Model Pruning
FedSCR
FedSCR uses structured pruning to prune each update's entire filters and channels if their summed parameter values are below a particular threshold.
cd examples/model_pruning/fedscr
uv run fedscr.py -c fedscr_MNIST_lenet5.toml
Reference: Wu et al., "FedSCR: Structure-Based Communication Reduction for Federated Learning," IEEE Trans. Parallel Distributed Syst., 2021.
Sub-FedAvg
Sub-FedAvg aims to obtain a personalized model for each client with non-i.i.d. local data. It iteratively prunes the parameters of each client's local model during its local training, with the objective of removing the commonly shared parameters of local models and keeping the personalized ones. Besides the original version for two-layer federated learning, the version for three-layer federated learning has been implemented as well.

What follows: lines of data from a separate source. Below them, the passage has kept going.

//! # Bounty Trends
//!
//! Polls bug bounty platforms, ranks the most frequent words in disclosed
//! report titles, and writes a Markdown digest of the top terms.
//!
//! ## Features
//!
//! - Pulls disclosed reports from HackerOne's hacktivity feed
//! - Ranks title keywords by raw frequency (top 10 by default)
//! - Writes `reports/latest_trends.md`, overwriting the previous run
//! - Optionally pulls Bugcrowd and Intigriti program listings (`--programs`)
//! - Optionally tracks security RSS feeds into a table digest (`--feeds`)
//!
//! ## Usage
//!
//! ```sh
//! bounty_trends
//! bounty_trends --programs --feeds --top 20
//! ```
//!
//! ## Architecture
//!
//! One sequential pass, each stage handing plain data to the next:
//! 1. **Fetching**: Download reports (and optionally programs) from each platform
//! 2. **Extraction**: Count title tokens and keep the top N
//! 3. **Output**: Render the Markdown digest and overwrite the output file
//! 4. **Feeds**: Optionally fetch RSS feeds and write the feed table

use chrono::Local;
use clap::Parser;
use std::error::Error;
use tracing::{debug, error, info, instrument};
use tracing_subscriber::{EnvFilter, fmt as tfmt};

mod cli;
mod config;
mod fetchers;
mod models;
mod outputs;
mod trends;
mod utils;

use cli::Cli;
use config::Config;
use fetchers::{bugcrowd, feeds, hackerone, intigriti};
use outputs::{feed_table, markdown};

#[tokio::main(flavor = "current_thread")]
#[instrument]
async fn main() -> Result<(), Box<dyn Error>> {
    // --- Tracing init ---
    let filter = EnvFilter::try_from_default_env().unwrap_or_else(|_| EnvFilter::new("info"));
    tfmt()
        .with_env_filter(filter)
        .with_target(true)
        .with_file(false)
        .with_line_number(false)
        .with_timer(tracing_subscriber::fmt::time::UtcTime::rfc_3339())
        .init();

    let start_time = std::time::Instant::now();
    info!("Fetching and analyzing bug bounty trends");

    let args = Cli::parse();
    let config = Config::from(&args);
    debug!(?config, "Resolved configuration");

    // ---- Reports → trends → digest ----
    let reports = hackerone::fetch_h1_reports(&config.sources).await;
    let trending = trends::extract_trends(&reports, config.top_n);
    info!(
        reports = reports.len(),
        terms = trending.len(),
        "Extracted trending terms"
    );

    markdown::generate_markdown_report(&trending, &config.trends_output).await?;
    info!(path = %config.trends_output.display(), "Trends saved");

    // ---- Program listings (fetched, not analyzed) ----
    if config.fetch_programs {
        let bugcrowd_programs = bugcrowd::fetch_bugcrowd_programs(&config.sources).await?;
        let intigriti_programs = intigriti::fetch_intigriti_programs(&config.sources).await?;
        info!(
            bugcrowd = bugcrowd_programs.len(),
            intigriti = intigriti_programs.len(),
            "Fetched program listings"
        );
    }

    // ---- Feed digest ----
    if let Some(ref feed_config) = config.feeds {
        let today = Local::now().date_naive();
        let entries = feeds::track_feeds(feed_config, today).await?;
        if let Err(e) = feed_table::write_feed_report(&entries, &feed_config.output).await {
            error!(path = %feed_config.output.display(), error = %e, "Failed writing feed digest");
        } else {
            info!(path = %feed_config.output.display(), entries = entries.len(), "Feed digest saved");
        }
    }

    let elapsed = start_time.elapsed();
    info!(
        ?elapsed,
        secs = elapsed.as_secs(),
        millis = elapsed.subsec_millis(),
        "Execution complete"
    );

    Ok(())
}
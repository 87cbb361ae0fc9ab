//! Data models for fetched platform records, ranked terms, and feed items.
//!
//! This module defines the core data structures used throughout the application:
//! - [`Report`]: A disclosed report as returned by HackerOne's hacktivity feed
//! - [`Program`]: An opaque program listing from Bugcrowd
//! - [`TermCount`]: A title token and how often it was seen
//! - [`Rss`], [`FeedItem`]: RSS documents as parsed from security feeds
//! - [`FeedEntry`]: A feed item annotated for the feed digest table

use serde::{Deserialize, Serialize};

/// A single disclosed vulnerability report.
///
/// Only the title is used for trend extraction; every other field in the
/// upstream payload is ignored during deserialization.
#[derive(Debug, Clone, Deserialize, Serialize)]
pub struct Report {
    /// The report headline as published on the platform.
    pub title: String,
}

/// Top-level body of the HackerOne hacktivity endpoint.
///
/// A body without a `reports` field is treated as an empty listing.
#[derive(Debug, Default, Deserialize)]
pub struct HacktivityPage {
    #[serde(default)]
    pub reports: Vec<Report>,
}

/// A bug bounty program listing from Bugcrowd.
///
/// The payload is kept as raw JSON since nothing downstream inspects it.
#[derive(Debug, Clone, PartialEq)]
pub struct Program(pub serde_json::Value);

/// A title token paired with the number of times it appeared.
#[derive(Debug, Clone, PartialEq, Eq, Serialize)]
pub struct TermCount {
    pub term: String,
    pub count: usize,
}

impl TermCount {
    pub fn new(term: impl Into<String>, count: usize) -> Self {
        Self {
            term: term.into(),
            count,
        }
    }
}

/// Ranked terms, highest count first.
pub type TrendingList = Vec<TermCount>;

/// Root element of an RSS 2.0 document.
#[derive(Debug, Default, Deserialize)]
pub struct Rss {
    #[serde(default)]
    pub channel: Channel,
}

/// The `<channel>` element holding feed items.
#[derive(Debug, Default, Deserialize)]
pub struct Channel {
    #[serde(rename = "item", default)]
    pub items: Vec<FeedItem>,
}

/// A single `<item>` from an RSS feed.
#[derive(Debug, Clone, Default, Deserialize)]
pub struct FeedItem {
    #[serde(default)]
    pub title: String,
    #[serde(default)]
    pub guid: String,
    #[serde(rename = "pubDate", default)]
    pub pub_date: String,
}

/// A feed item ready to be written as one row of the feed digest.
#[derive(Debug, Clone, PartialEq)]
pub struct FeedEntry {
    pub title: String,
    pub guid: String,
    pub pub_date: String,
    /// Short feed name, taken from the last segment of the feed URL.
    pub feed_name: String,
    pub feed_url: String,
    /// Always `"Yes"`: every run treats fetched items as new.
    pub is_new: String,
    /// `"Yes"` when published today, otherwise empty.
    pub is_today: String,
}

#[cfg(test)]
mod tests {
    use super::*;

    #[test]
    fn test_hacktivity_page_deserialization() {
        let json = r#"{
            "reports": [
                {"title": "SQL Injection Found", "id": 1, "severity": "high"},
                {"title": "XSS bug"}
            ],
            "next": null
        }"#;

        let page: HacktivityPage = serde_json::from_str(json).unwrap();
        assert_eq!(page.reports.len(), 2);
        assert_eq!(page.reports[0].title, "SQL Injection Found");
    }

    #[test]
    fn test_hacktivity_page_without_reports() {
        let page: HacktivityPage = serde_json::from_str(r#"{"count": 0}"#).unwrap();
        assert!(page.reports.is_empty());
    }

    #[test]
    fn test_report_without_title_is_rejected() {
        let result: Result<HacktivityPage, _> =
            serde_json::from_str(r#"{"reports": [{"id": 7}]}"#);
        assert!(result.is_err());
    }

    #[test]
    fn test_term_count_new() {
        let tc = TermCount::new("xss", 3);
        assert_eq!(tc.term, "xss");
        assert_eq!(tc.count, 3);
    }

    #[test]
    fn test_rss_deserialization() {
        let xml = r#"<?xml version="1.0" encoding="UTF-8"?>
            <rss version="2.0">
              <channel>
                <title>bug-bounty on Medium</title>
                <item>
                  <title>My first P1</title>
                  <guid isPermaLink="false">https://medium.com/p/abc</guid>
                  <pubDate>Mon, 06 Jan 2025 10:00:00 GMT</pubDate>
                </item>
                <item>
                  <title>IDOR everywhere</title>
                  <guid>https://medium.com/p/def</guid>
                  <pubDate>Tue, 07 Jan 2025 11:30:00 GMT</pubDate>
                </item>
              </channel>
            </rss>"#;

        let rss: Rss = quick_xml::de::from_str(xml).unwrap();
        assert_eq!(rss.channel.items.len(), 2);
        assert_eq!(rss.channel.items[0].title, "My first P1");
        assert_eq!(rss.channel.items[0].guid, "https://medium.com/p/abc");
        assert_eq!(rss.channel.items[1].pub_date, "Tue, 07 Jan 2025 11:30:00 GMT");
    }

    #[test]
    fn test_rss_empty_channel() {
        let xml = r#"<rss version="2.0"><channel><title>empty</title></channel></rss>"#;
        let rss: Rss = quick_xml::de::from_str(xml).unwrap();
        assert!(rss.channel.items.is_empty());
    }
}
//! Utility functions for string manipulation and date checks.
//!
//! This module provides helper functions used throughout the application:
//! - String truncation for logging response bodies
//! - Markdown-safe title sanitization for the feed digest
//! - Feed naming from URLs
//! - Publication date classification

use chrono::{DateTime, NaiveDate};
use tracing::warn;

/// Longest feed title (in characters) kept in the feed digest.
pub const MAX_TITLE_LENGTH: usize = 65;

/// Truncate a string for logging purposes.
///
/// Long strings are truncated to `max` characters with an ellipsis and
/// byte count indicator appended.
///
/// # Examples
///
/// ```ignore
/// assert_eq!(truncate_for_log("short", 100), "short");
/// assert_eq!(truncate_for_log(&"a".repeat(500), 10), "aaaaaaaaaa…(+490 bytes)");
/// ```
pub fn truncate_for_log(s: &str, max: usize) -> String {
    match s.char_indices().nth(max) {
        None => s.to_string(),
        Some((cut, _)) => format!("{}…(+{} bytes)", &s[..cut], s.len() - cut),
    }
}

/// Make a feed title safe to place inside a Markdown table link.
///
/// Line breaks become spaces, and `|`, `[`, `]` are backslash-escaped.
/// Results longer than [`MAX_TITLE_LENGTH`] characters are cut and suffixed
/// with `...`.
pub fn sanitize_title(title: &str) -> String {
    let escaped = title
        .replace(['\n', '\r'], " ")
        .replace('|', "\\|")
        .replace('[', "\\[")
        .replace(']', "\\]");

    match escaped.char_indices().nth(MAX_TITLE_LENGTH) {
        None => escaped,
        Some((cut, _)) => format!("{}...", &escaped[..cut]),
    }
}

/// Short display name for a feed: the last `/`-separated part of its URL.
///
/// `https://medium.com/feed/tag/bug-bounty` becomes `bug-bounty`. The part is
/// taken verbatim, so a query string stays attached (`security?src=rss`).
pub fn feed_name(feed_url: &str) -> String {
    feed_url.rsplit('/').next().unwrap_or(feed_url).to_string()
}

/// `"Yes"` when an RFC 1123 publication date falls on `today`, otherwise empty.
///
/// The calendar date is taken in the offset the timestamp was published with.
/// Unparseable dates are logged and treated as not today.
pub fn is_today(pub_date: &str, today: NaiveDate) -> String {
    match DateTime::parse_from_rfc2822(pub_date.trim()) {
        Ok(published) if published.date_naive() == today => "Yes".to_string(),
        Ok(_) => String::new(),
        Err(e) => {
            warn!(%pub_date, error = %e, "Error parsing publication date");
            String::new()
        }
    }
}
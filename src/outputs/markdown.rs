//! Markdown rendering for the trending-terms digest.

use crate::models::TrendingList;
use std::error::Error;
use std::fmt::Write;
use std::path::Path;
use tokio::fs;
use tracing::{info, instrument};

const HEADER: &str = "# 🔥 Trending Bug Bounty Vulnerabilities\n\n";
const SUBHEADING: &str = "**Latest insights from bug bounty reports:**\n\n";
const CLOSING: &str = "\n\n📌 Stay ahead of new vulnerabilities! 🚀";

/// Render ranked terms into the digest template.
///
/// One bullet per term, in list order. An empty list still produces the
/// header, subheading, and closing line.
pub fn render_markdown(trending: &TrendingList) -> String {
    let mut md = String::from(HEADER);
    md.push_str(SUBHEADING);

    for tc in trending {
        // Writing into a String cannot fail.
        let _ = writeln!(md, "- **{}** ({} reports)", tc.term, tc.count);
    }

    md.push_str(CLOSING);
    md
}

/// Render the digest and overwrite `path` with it.
///
/// Parent directories are not created; a missing directory is returned as
/// an error.
#[instrument(level = "info", skip_all, fields(path = %path.display(), terms = trending.len()))]
pub async fn generate_markdown_report(
    trending: &TrendingList,
    path: &Path,
) -> Result<(), Box<dyn Error>> {
    let md = render_markdown(trending);
    fs::write(path, md).await?;
    info!("Wrote trends Markdown");
    Ok(())
}
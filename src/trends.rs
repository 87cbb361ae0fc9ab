//! Keyword frequency extraction over report titles.
//!
//! Titles are lower-cased and split on whitespace; nothing else is normalized,
//! so punctuation stays attached to its token (`"xss!"` and `"xss"` are
//! different terms).

use crate::models::{Report, TermCount, TrendingList};
use itertools::Itertools;
use std::collections::HashMap;
use tracing::debug;

/// Count every title token, in order of first appearance.
pub fn count_terms(reports: &[Report]) -> Vec<TermCount> {
    let mut counts: Vec<TermCount> = Vec::new();
    let mut index: HashMap<String, usize> = HashMap::new();

    for report in reports {
        let title = report.title.to_lowercase();
        for word in title.split_whitespace() {
            match index.get(word) {
                Some(&i) => counts[i].count += 1,
                None => {
                    index.insert(word.to_string(), counts.len());
                    counts.push(TermCount::new(word, 1));
                }
            }
        }
    }
    counts
}

/// Rank title tokens by frequency and keep the `top_n` most common.
///
/// Ties keep the order in which terms were first seen. An empty report list
/// yields an empty ranking.
pub fn extract_trends(reports: &[Report], top_n: usize) -> TrendingList {
    let counts = count_terms(reports);
    let distinct = counts.len();

    let trending: TrendingList = counts
        .into_iter()
        .sorted_by(|a, b| b.count.cmp(&a.count))
        .take(top_n)
        .collect();

    debug!(reports = reports.len(), distinct, kept = trending.len(), "Extracted trends");
    trending
}

#[cfg(test)]
mod tests {
    use super::*;

    fn reports(titles: &[&str]) -> Vec<Report> {
        titles
            .iter()
            .map(|t| Report {
                title: t.to_string(),
            })
            .collect()
    }

    fn count_of(list: &[TermCount], term: &str) -> Option<usize> {
        list.iter().find(|tc| tc.term == term).map(|tc| tc.count)
    }

    #[test]
    fn test_count_terms() {
        let counts = count_terms(&reports(&[
            "SQL Injection Found",
            "sql injection retest",
            "XSS bug",
        ]));

        assert_eq!(counts.len(), 6);
        assert_eq!(count_of(&counts, "sql"), Some(2));
        assert_eq!(count_of(&counts, "injection"), Some(2));
        assert_eq!(count_of(&counts, "xss"), Some(1));
        assert_eq!(count_of(&counts, "found"), Some(1));
        assert_eq!(count_of(&counts, "retest"), Some(1));
        assert_eq!(count_of(&counts, "bug"), Some(1));
    }

    #[test]
    fn test_extract_trends_ranking() {
        let trending = extract_trends(
            &reports(&["SQL Injection Found", "sql injection retest", "XSS bug"]),
            10,
        );

        assert_eq!(trending.len(), 6);
        assert_eq!(trending[0], TermCount::new("sql", 2));
        assert_eq!(trending[1], TermCount::new("injection", 2));
        // count-1 terms keep discovery order
        let rest: Vec<&str> = trending[2..].iter().map(|tc| tc.term.as_str()).collect();
        assert_eq!(rest, vec!["found", "retest", "xss", "bug"]);
    }

    #[test]
    fn test_extract_trends_sorted_descending() {
        let trending = extract_trends(&reports(&["a b c", "b c", "c", "d d d d"]), 10);
        let counts: Vec<usize> = trending.iter().map(|tc| tc.count).collect();
        assert_eq!(counts, vec![4, 3, 2, 1]);
        assert_eq!(trending[0].term, "d");
    }

    #[test]
    fn test_extract_trends_top_n_limit() {
        let titles: Vec<String> = (0..15).map(|i| format!("term{i}")).collect();
        let titles: Vec<&str> = titles.iter().map(String::as_str).collect();

        let trending = extract_trends(&reports(&titles), 10);
        assert_eq!(trending.len(), 10);
        assert_eq!(trending[0].term, "term0");
        assert_eq!(trending[9].term, "term9");
    }

    #[test]
    fn test_extract_trends_empty() {
        assert!(extract_trends(&[], 10).is_empty());
    }

    #[test]
    fn test_punctuation_is_kept() {
        let counts = count_terms(&reports(&["XSS! in search", "xss in profile"]));
        assert_eq!(count_of(&counts, "xss!"), Some(1));
        assert_eq!(count_of(&counts, "xss"), Some(1));
        assert_eq!(count_of(&counts, "in"), Some(2));
    }

    #[test]
    fn test_whitespace_variants() {
        let counts = count_terms(&reports(&["  open\tredirect\n", ""]));
        assert_eq!(counts, vec![TermCount::new("open", 1), TermCount::new("redirect", 1)]);
    }
}
//! Output generation for the Markdown digests.
//!
//! # Submodules
//!
//! - [`markdown`]: Renders ranked report terms into the trends digest
//! - [`feed_table`]: Renders tracked feed entries as a Markdown table
//!
//! # Output Structure
//!
//! ```text
//! reports/
//! └── latest_trends.md   # Trend digest, overwritten each run
//! trends.md              # Feed digest (only with --feeds)
//! ```
//!
//! Both files are fully overwritten; nothing is appended across runs.

pub mod feed_table;
pub mod markdown;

For two-layer federated learning:
cd examples/model_pruning/sub_fedavg
uv run subfedavg.py -c subfedavg_MNIST_lenet5.toml
For three-layer federated learning:
cd examples/model_pruning/sub_fedavg
uv run subcs.py -c subcs_MNIST_lenet5.toml
Reference: Vahidian et al., "Personalized Federated Learning by Structured and Unstructured Pruning under Data Heterogeneity," in Proc. 41st IEEE International Conference on Distributed Computing Systems Workshops (ICDCSW), 2021.